Kondisi Masyarakat Miskin Indonesia Saat Ini
            Kemiskinan dapat dianalisis dari berbagai sudut pandang dan pendekatan, supaya mendapatkan pemahaman yang utuh. Kemiskinan bukan gejala yang sederhana, melainkan tidak terikat dengan ekonomi saja, tetapi saling terkait dengan masalah lain yang amat kompleks.
Pengertian Kemiskinan.
            Pengertian konvensional kemiskinan hanya berdimensi tunggal: pendapatan kurang, distribusi kekayaan yang tidak merata, menyebabkan seseorang atau keluarga tidak mampu memenuhi kebutuhan dasar untuk kehidupan sehari-hari. Paramater pokok untuk mengetahui kekuragan pendapatan adalah pengeluaran rumah tangga yang amat rendah, bahkan untuk mencukupi kebutuhan manusia.
Disini ada dua pokok bahasaan, yang pertama, adanya ketersediaan lapangan pekerjaan. Kedua, upah minimum yang menjadi instrumen penting sehingga dapat melihat tingkat pemerataan distribusi pendapatan. Jadi untuk memahami fenomena kemiskinan pun sangat bervariasi.
            Pertama, menggunakan model perbandingan antara lapisan sosial yang bertujuan menjelaskan bentuk fakta-fakta empiris perbedaan distribusi pendapatan yang berdasarkan kelompok masyarakat. Kedua, memakai model regresi guna untuk mengukur upah kerja berdasarkan teori modal manusia.
            Ekonom Amartya Sen juga mengenalkan makna kemiskinan secara lebih luas, yakni ketidakmampuan manusia, yang ditandai pendidikan yang rendah, tak berpengetahuan, tidak berketerampilan. Bahkan, Sen menyentuh dimensi politik: ketiadaan kebebasan dan keterbatasan ruang partisipasi, yang menghalangi warga untuk terlibat proses pengambilan kebijakan politik.  Dalam situasi demikian, masyarakat ada dalam posisi tidak setara untuk mendapatkan akses ke sumber-sumber ekonomi produktif sehingga terhalang untuk memperoleh sesuatu yang menjadi hak mereka.(Kompas, 15 Oktober 2009)

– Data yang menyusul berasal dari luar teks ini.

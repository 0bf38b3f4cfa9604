//! Orderer edits: ordering-service settings, policies, capabilities and
//! orderer orgs.

use crate::config_tx::ConfigTx;
use crate::error::{Error, Result};
use crate::organization::{optional_payload, Address, OrgKind, Organization};
use chanconf_msp::Msp;
use chanconf_tree::payload::{
    BatchSize, BatchTimeout, ChannelRestrictions, ConsensusState, ConsensusType, KafkaBrokers,
    OrdererAddresses,
};
use chanconf_tree::schema::{
    ADMINS_POLICY_KEY, BATCH_SIZE_KEY, BATCH_TIMEOUT_KEY, CHANNEL_RESTRICTIONS_KEY,
    CONSENSUS_TYPE_KEY, ENDPOINTS_KEY, KAFKA_BROKERS_KEY, MSP_KEY, ORDERER_GROUP_KEY,
};
use chanconf_tree::{Policy, Scope, ValuePayload};
use std::collections::BTreeMap;
use std::fmt;
use std::str::FromStr;
use std::time::Duration;

const ORDERER: &[&str] = &[ORDERER_GROUP_KEY];

/// Supported consensus implementations.
#[derive(Debug, Clone, Copy, PartialEq, Eq)]
pub enum OrdererType {
    Solo,
    Kafka,
    EtcdRaft,
}

impl OrdererType {
    pub fn as_str(&self) -> &'static str {
        match self {
            Self::Solo => "solo",
            Self::Kafka => "kafka",
            Self::EtcdRaft => "etcdraft",
        }
    }
}

impl fmt::Display for OrdererType {
    fn fmt(&self, f: &mut fmt::Formatter<'_>) -> fmt::Result {
        f.write_str(self.as_str())
    }
}

impl FromStr for OrdererType {
    type Err = Error;

    fn from_str(s: &str) -> Result<Self> {
        match s {
            "solo" => Ok(Self::Solo),
            "kafka" => Ok(Self::Kafka),
            "etcdraft" => Ok(Self::EtcdRaft),
            other => Err(Error::Validation(format!("unsupported consensus type {other:?}"))),
        }
    }
}

/// Ordering-service settings of a channel.
#[derive(Debug, Clone, PartialEq, Eq)]
pub struct OrdererConfig {
    pub orderer_type: OrdererType,
    pub batch_timeout: Duration,
    pub batch_size: BatchSize,
    pub kafka_brokers: Vec<String>,
    /// Channel creation limit; 0 means unlimited.
    pub max_channels: u64,
    pub state: ConsensusState,
    /// Opaque consensus metadata, e.g. the etcdraft consenter set.
    pub consensus_metadata: Vec<u8>,
}

impl ConfigTx {
    /// Current ordering-service settings.
    pub fn orderer_configuration(&self) -> Result<OrdererConfig> {
        let orderer = self.group(ORDERER)?;
        let required = |key: &str| -> Result<ValuePayload> {
            orderer
                .payload(Scope::Orderer, key)?
                .ok_or_else(|| Error::not_found("value", key))
        };

        let consensus = required(CONSENSUS_TYPE_KEY)?.into_consensus_type()?;
        let timeout = required(BATCH_TIMEOUT_KEY)?.into_batch_timeout()?;
        let batch_size = required(BATCH_SIZE_KEY)?.into_batch_size()?;

        let kafka_brokers = match optional_payload(orderer, Scope::Orderer, KAFKA_BROKERS_KEY)? {
            Some(payload) => payload.into_kafka_brokers()?.brokers,
            None => Vec::new(),
        };
        let max_channels = match optional_payload(orderer, Scope::Orderer, CHANNEL_RESTRICTIONS_KEY)? {
            Some(payload) => payload.into_channel_restrictions()?.max_count,
            None => 0,
        };

        Ok(OrdererConfig {
            orderer_type: consensus.consensus_type.parse()?,
            batch_timeout: parse_timeout(&timeout.timeout)?,
            batch_size,
            kafka_brokers,
            max_channels,
            state: consensus.state,
            consensus_metadata: consensus.metadata,
        })
    }

    /// Write `config` back. Unchanged settings produce no update entries;
    /// existing values keep their mod policies.
    pub fn update_orderer_configuration(&mut self, config: &OrdererConfig) -> Result<()> {
        if config.batch_timeout.is_zero() {
            return Err(Error::Validation("batch timeout must be positive".to_string()));
        }
        if config.batch_size.max_message_count == 0 {
            return Err(Error::Validation("batch size max message count must be positive".to_string()));
        }
        if config.orderer_type == OrdererType::Kafka && config.kafka_brokers.is_empty() {
            return Err(Error::Validation("kafka consensus needs at least one broker".to_string()));
        }

        self.edit("update orderer configuration", |edit| {
            let consensus = ConsensusType {
                consensus_type: config.orderer_type.to_string(),
                metadata: config.consensus_metadata.clone(),
                state: config.state,
            };
            edit.put_payload(
                ORDERER,
                CONSENSUS_TYPE_KEY,
                &ValuePayload::ConsensusType(consensus),
                ADMINS_POLICY_KEY,
            )?;
            edit.put_payload(
                ORDERER,
                BATCH_TIMEOUT_KEY,
                &ValuePayload::BatchTimeout(BatchTimeout {
                    timeout: format_timeout(config.batch_timeout),
                }),
                ADMINS_POLICY_KEY,
            )?;
            edit.put_payload(
                ORDERER,
                BATCH_SIZE_KEY,
                &ValuePayload::BatchSize(config.batch_size.clone()),
                ADMINS_POLICY_KEY,
            )?;

            let has_restrictions = edit.group(ORDERER)?.values.contains_key(CHANNEL_RESTRICTIONS_KEY);
            if config.max_channels > 0 || has_restrictions {
                edit.put_payload(
                    ORDERER,
                    CHANNEL_RESTRICTIONS_KEY,
                    &ValuePayload::ChannelRestrictions(ChannelRestrictions {
                        max_count: config.max_channels,
                    }),
                    ADMINS_POLICY_KEY,
                )?;
            }
            if config.orderer_type == OrdererType::Kafka {
                edit.put_payload(
                    ORDERER,
                    KAFKA_BROKERS_KEY,
                    &ValuePayload::KafkaBrokers(KafkaBrokers {
                        brokers: config.kafka_brokers.clone(),
                    }),
                    ADMINS_POLICY_KEY,
                )?;
            }
            Ok(())
        })
    }

    pub fn orderer_policies(&self) -> Result<BTreeMap<String, Policy>> {
        self.policies_at(ORDERER)
    }

    pub fn add_orderer_policy(&mut self, mod_policy: &str, name: &str, policy: Policy) -> Result<()> {
        self.edit("add orderer policy", |edit| {
            edit.add_policy(ORDERER, mod_policy, name, policy)
        })
    }

    pub fn remove_orderer_policy(&mut self, name: &str) -> Result<()> {
        self.edit("remove orderer policy", |edit| edit.remove_policy(ORDERER, name))
    }

    pub fn orderer_capabilities(&self) -> Result<Vec<String>> {
        self.capabilities_at(ORDERER)
    }

    pub fn add_orderer_capability(&mut self, capability: &str) -> Result<()> {
        self.edit("add orderer capability", |edit| edit.add_capability(ORDERER, capability))
    }

    pub fn remove_orderer_capability(&mut self, capability: &str) -> Result<()> {
        self.edit("remove orderer capability", |edit| {
            edit.remove_capability(ORDERER, capability)
        })
    }

    pub fn orderer_org(&self, name: &str) -> Result<Organization> {
        let group = self.group(&[ORDERER_GROUP_KEY, name])?;
        Organization::from_group(name, group, OrgKind::Orderer)
    }

    pub fn add_orderer_org(&mut self, org: &Organization) -> Result<()> {
        let group = org.to_group(OrgKind::Orderer)?;
        self.edit("add orderer org", |edit| edit.add_group(ORDERER, &org.name, group))
    }

    pub fn remove_orderer_org(&mut self, name: &str) -> Result<()> {
        self.edit("remove orderer org", |edit| edit.remove_group(ORDERER, name))
    }

    pub fn add_orderer_org_policy(
        &mut self,
        org: &str,
        mod_policy: &str,
        name: &str,
        policy: Policy,
    ) -> Result<()> {
        self.edit("add orderer org policy", |edit| {
            edit.add_policy(&[ORDERER_GROUP_KEY, org], mod_policy, name, policy)
        })
    }

    pub fn remove_orderer_org_policy(&mut self, org: &str, name: &str) -> Result<()> {
        self.edit("remove orderer org policy", |edit| {
            edit.remove_policy(&[ORDERER_GROUP_KEY, org], name)
        })
    }

    pub fn orderer_endpoints(&self, org: &str) -> Result<Vec<Address>> {
        Ok(self.orderer_org(org)?.orderer_endpoints)
    }

    pub fn add_orderer_endpoint(&mut self, org: &str, endpoint: Address) -> Result<()> {
        let mut endpoints = self.orderer_endpoints(org)?;
        if endpoints.contains(&endpoint) {
            return Err(Error::already_exists("endpoint", endpoint.to_string()));
        }
        endpoints.push(endpoint);
        self.write_endpoints(org, "add orderer endpoint", &endpoints)
    }

    pub fn remove_orderer_endpoint(&mut self, org: &str, endpoint: &Address) -> Result<()> {
        let mut endpoints = self.orderer_endpoints(org)?;
        let before = endpoints.len();
        endpoints.retain(|e| e != endpoint);
        if endpoints.len() == before {
            return Err(Error::not_found("endpoint", endpoint.to_string()));
        }
        self.write_endpoints(org, "remove orderer endpoint", &endpoints)
    }

    fn write_endpoints(&mut self, org: &str, what: &str, endpoints: &[Address]) -> Result<()> {
        let payload = ValuePayload::Endpoints(OrdererAddresses {
            addresses: endpoints.iter().map(ToString::to_string).collect(),
        });
        self.edit(what, |edit| {
            edit.put_payload(&[ORDERER_GROUP_KEY, org], ENDPOINTS_KEY, &payload, ADMINS_POLICY_KEY)
        })
    }

    /// MSP of an orderer org; `NotFound` when the org has only a placeholder.
    pub fn orderer_msp(&self, org: &str) -> Result<Msp> {
        self.orderer_org(org)?
            .msp
            .ok_or_else(|| Error::not_found("MSP", org))
    }

    /// Replace an orderer org's MSP. The MSP name cannot change.
    pub fn update_orderer_msp(&mut self, org: &str, msp: Msp) -> Result<()> {
        self.update_msp(&[ORDERER_GROUP_KEY, org], OrgKind::Orderer, msp)
    }

    pub(crate) fn update_msp(&mut self, path: &[&str], kind: OrgKind, msp: Msp) -> Result<()> {
        let name = path.last().copied().unwrap_or_default();
        let current = Organization::from_group(name, self.group(path)?, kind)?;
        if let Some(current) = current.msp {
            if current.name != msp.name {
                return Err(Error::Validation(format!(
                    "MSP name of {name} cannot change from {} to {}",
                    current.name, msp.name
                )));
            }
        }
        let payload = ValuePayload::Msp(Box::new(msp));
        self.edit("update MSP", |edit| {
            edit.put_payload(path, MSP_KEY, &payload, ADMINS_POLICY_KEY)
        })
    }
}

/// Parse a duration literal such as `2s`, `500ms` or `1m30s`.
pub(crate) fn parse_timeout(literal: &str) -> Result<Duration> {
    let invalid = || Error::Validation(format!("malformed batch timeout {literal:?}"));
    if literal.is_empty() {
        return Err(invalid());
    }

    let is_number = |c: char| c.is_ascii_digit() || c == '.';
    let mut total = Duration::ZERO;
    let mut rest = literal;
    while !rest.is_empty() {
        let digits = rest.find(|c: char| !is_number(c)).ok_or_else(invalid)?;
        if digits == 0 {
            return Err(invalid());
        }
        let (number, tail) = rest.split_at(digits);
        let unit = tail.find(is_number).unwrap_or(tail.len());
        let unit_nanos: u64 = match &tail[..unit] {
            "ns" => 1,
            "us" | "µs" => 1_000,
            "ms" => 1_000_000,
            "s" => 1_000_000_000,
            "m" => 60_000_000_000,
            "h" => 3_600_000_000_000,
            _ => return Err(invalid()),
        };

        let nanos = match number.parse::<u64>() {
            Ok(whole) => whole.checked_mul(unit_nanos).ok_or_else(invalid)?,
            Err(_) => {
                let amount: f64 = number.parse().map_err(|_| invalid())?;
                let nanos = (amount * unit_nanos as f64).round();
                if !nanos.is_finite() || nanos >= u64::MAX as f64 {
                    return Err(invalid());
                }
                nanos as u64
            }
        };
        total = total
            .checked_add(Duration::from_nanos(nanos))
            .ok_or_else(invalid)?;
        rest = &tail[unit..];
    }
    Ok(total)
}

/// Render a duration the way [`parse_timeout`] reads it: `15s`, `1m30s`,
/// `500ms`.
pub(crate) fn format_timeout(duration: Duration) -> String {
    let nanos = duration.as_nanos();
    match nanos {
        0 => return "0s".to_string(),
        1..=999 => return format!("{nanos}ns"),
        1_000..=999_999 => return format!("{}µs", decimal(nanos, 1_000)),
        1_000_000..=999_999_999 => return format!("{}ms", decimal(nanos, 1_000_000)),
        _ => {}
    }

    let secs = duration.as_secs();
    let (hours, minutes) = (secs / 3600, secs / 60 % 60);
    let seconds = decimal(
        u128::from(secs % 60) * 1_000_000_000 + u128::from(duration.subsec_nanos()),
        1_000_000_000,
    );
    match (hours, minutes) {
        (0, 0) => format!("{seconds}s"),
        (0, _) => format!("{minutes}m{seconds}s"),
        _ => format!("{hours}h{minutes}m{seconds}s"),
    }
}

fn decimal(value: u128, unit: u128) -> String {
    let (whole, frac) = (value / unit, value % unit);
    if frac == 0 {
        return whole.to_string();
    }
    let width = unit.ilog10() as usize;
    let digits = format!("{frac:0width$}");
    format!("{whole}.{}", digits.trim_end_matches('0'))
}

            Maka, pengukuran kemiskinan yang berdasarkan indikator tingkat pendapataan perkapita dan atau per-satuan rumah tangga. Karena itu, berbagai kebijakan untuk meningkatkan pendapatan dengan maksud menambah kemampuan daya beli masyarakat, misal program bantuan langsung tunai (BLT), ini pun tidak efektif  meski dinilai sedikit membantu dalam jangka pendek, tetapi tidak menyelesaikan akar kemiskinan.
            Bahkan program pemerintah pada periode 2009-2014 mencanangkan dalam  program 5 tahun dalam pemerintahannya yaitu: 1. Peningkatan kesejahteraan rakyat( prosperty), pembangunan ekonomi berlandaskan keunggulan daya saing, pengelolaan sumber daya alam, dan peningkatan sumber daya manusia. Menciptakan pertumbuhan ekonomi yang inklusif, berkeadilan, dan merata (Kompas, 21 Oktober 2009).
            Namun dalam berjalannya waktu program pemerintah yang berisi tentang peningkatan kesejahteran itu hanya dapat dikatakan sebagai wacana saja. Dapat kita lihat kasus tentang warga miskin yang terekspose oleh media pertanggal 2 Desember 2009 Kompas, tentang warga kampung Beting, Jakarta Utara, setahun lebih terbaring tanpa bisa mendapatkan layanan kesehatan bagi orang miskin. Walaupun pemerintah memberlakukan asuransi kesehatan untuk  masyarakat miskin (Askeskin) dan sekarang diganti menjadi jaminan kesehatan masyarakat miskin (Jamkesmas) ini merupakan bentuk langkah pemerintah dalam merealisasikan wacananya. Namun dalam realisasinya banyak kendala justru orang yang punya Jamkesmas ini, ketika dalam rumah sakit, mendapatkan perilaku yang tidak sesuai dengan apa yang diharapkan. Ini merupakan sebuah peristiwa yang terukap oleh media dan mungkin masih banyak peristiwa-peristiwa yang lain yang menyangkut masyarakat miskin belum terungkap oleh media.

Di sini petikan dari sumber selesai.